DIRECTIONS: The word "format" marks the lines to keep; find each one in the data and copy it.
#####
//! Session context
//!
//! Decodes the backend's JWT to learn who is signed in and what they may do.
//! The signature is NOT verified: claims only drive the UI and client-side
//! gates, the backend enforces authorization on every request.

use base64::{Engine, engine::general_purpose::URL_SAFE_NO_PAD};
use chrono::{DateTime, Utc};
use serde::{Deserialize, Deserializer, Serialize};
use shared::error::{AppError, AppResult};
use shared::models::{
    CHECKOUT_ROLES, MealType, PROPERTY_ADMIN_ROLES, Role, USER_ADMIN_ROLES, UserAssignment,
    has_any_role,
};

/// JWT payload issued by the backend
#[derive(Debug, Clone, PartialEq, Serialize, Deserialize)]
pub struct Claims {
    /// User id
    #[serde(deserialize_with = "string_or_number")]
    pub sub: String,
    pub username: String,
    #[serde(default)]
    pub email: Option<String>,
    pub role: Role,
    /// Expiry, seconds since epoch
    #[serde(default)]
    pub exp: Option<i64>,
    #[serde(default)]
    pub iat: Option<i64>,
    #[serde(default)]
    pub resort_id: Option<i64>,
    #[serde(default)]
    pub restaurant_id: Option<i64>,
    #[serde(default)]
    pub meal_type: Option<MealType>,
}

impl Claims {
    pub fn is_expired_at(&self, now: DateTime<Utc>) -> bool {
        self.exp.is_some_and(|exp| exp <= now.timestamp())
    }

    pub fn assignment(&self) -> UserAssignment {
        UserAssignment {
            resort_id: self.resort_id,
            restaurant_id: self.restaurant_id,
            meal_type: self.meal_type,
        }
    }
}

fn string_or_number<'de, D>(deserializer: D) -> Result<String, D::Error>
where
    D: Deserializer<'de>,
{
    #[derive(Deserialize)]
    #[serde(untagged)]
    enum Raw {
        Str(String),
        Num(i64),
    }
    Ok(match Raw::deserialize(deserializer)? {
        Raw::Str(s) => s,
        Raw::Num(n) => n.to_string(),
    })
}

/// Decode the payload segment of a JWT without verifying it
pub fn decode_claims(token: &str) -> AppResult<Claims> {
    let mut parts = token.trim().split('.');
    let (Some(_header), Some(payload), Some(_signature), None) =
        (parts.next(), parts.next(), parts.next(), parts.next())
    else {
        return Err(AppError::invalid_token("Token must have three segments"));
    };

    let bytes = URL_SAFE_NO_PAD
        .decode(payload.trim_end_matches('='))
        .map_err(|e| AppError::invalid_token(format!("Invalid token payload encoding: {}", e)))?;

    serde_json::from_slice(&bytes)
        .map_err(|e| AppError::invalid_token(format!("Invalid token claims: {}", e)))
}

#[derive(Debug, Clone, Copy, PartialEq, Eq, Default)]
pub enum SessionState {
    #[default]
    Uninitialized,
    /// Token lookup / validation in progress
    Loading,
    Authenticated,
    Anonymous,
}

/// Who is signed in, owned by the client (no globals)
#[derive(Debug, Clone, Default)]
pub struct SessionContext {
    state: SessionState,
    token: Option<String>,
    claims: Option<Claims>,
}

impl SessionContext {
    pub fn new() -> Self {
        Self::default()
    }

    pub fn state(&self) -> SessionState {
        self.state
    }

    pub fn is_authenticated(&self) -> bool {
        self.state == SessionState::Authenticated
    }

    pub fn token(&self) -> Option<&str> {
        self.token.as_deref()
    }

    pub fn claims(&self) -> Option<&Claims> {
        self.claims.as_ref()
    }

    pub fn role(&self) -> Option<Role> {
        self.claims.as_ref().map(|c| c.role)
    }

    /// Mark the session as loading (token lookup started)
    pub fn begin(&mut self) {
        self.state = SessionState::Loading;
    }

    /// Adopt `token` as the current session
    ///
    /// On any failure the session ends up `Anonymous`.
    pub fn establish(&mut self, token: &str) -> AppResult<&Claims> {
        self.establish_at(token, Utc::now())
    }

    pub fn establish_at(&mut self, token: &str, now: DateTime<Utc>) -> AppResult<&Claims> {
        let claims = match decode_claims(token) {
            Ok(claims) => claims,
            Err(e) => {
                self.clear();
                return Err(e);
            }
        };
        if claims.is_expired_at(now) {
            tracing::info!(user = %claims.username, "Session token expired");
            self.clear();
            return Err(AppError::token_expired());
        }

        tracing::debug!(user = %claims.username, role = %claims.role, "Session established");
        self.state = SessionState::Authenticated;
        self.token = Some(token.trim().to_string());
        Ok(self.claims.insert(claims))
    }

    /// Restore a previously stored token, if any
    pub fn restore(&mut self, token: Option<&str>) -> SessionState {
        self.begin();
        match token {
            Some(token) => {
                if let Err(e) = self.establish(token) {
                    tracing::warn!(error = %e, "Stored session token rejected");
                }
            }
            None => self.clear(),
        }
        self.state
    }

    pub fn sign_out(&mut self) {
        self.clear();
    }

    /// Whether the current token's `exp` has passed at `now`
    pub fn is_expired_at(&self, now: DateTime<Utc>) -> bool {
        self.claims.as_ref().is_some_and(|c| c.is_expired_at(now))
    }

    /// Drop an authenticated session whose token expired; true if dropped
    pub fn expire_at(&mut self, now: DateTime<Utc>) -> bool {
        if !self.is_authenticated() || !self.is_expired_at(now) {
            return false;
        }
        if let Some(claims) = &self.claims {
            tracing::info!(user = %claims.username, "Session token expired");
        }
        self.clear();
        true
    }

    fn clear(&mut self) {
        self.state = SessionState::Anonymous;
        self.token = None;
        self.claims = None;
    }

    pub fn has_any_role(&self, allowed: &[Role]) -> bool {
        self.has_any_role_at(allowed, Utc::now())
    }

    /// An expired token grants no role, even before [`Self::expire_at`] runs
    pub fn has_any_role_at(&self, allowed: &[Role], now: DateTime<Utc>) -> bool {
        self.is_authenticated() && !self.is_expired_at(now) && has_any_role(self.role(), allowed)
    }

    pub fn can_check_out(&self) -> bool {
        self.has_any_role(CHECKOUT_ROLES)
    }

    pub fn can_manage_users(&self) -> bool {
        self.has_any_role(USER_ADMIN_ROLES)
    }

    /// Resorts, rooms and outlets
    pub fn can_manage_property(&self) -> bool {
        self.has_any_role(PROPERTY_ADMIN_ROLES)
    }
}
#####
SOLVED PROBLEM:
        .map_err(|e| AppError::invalid_token(format!("Invalid token payload encoding: {}", e)))?;
        .map_err(|e| AppError::invalid_token(format!("Invalid token claims: {}", e)))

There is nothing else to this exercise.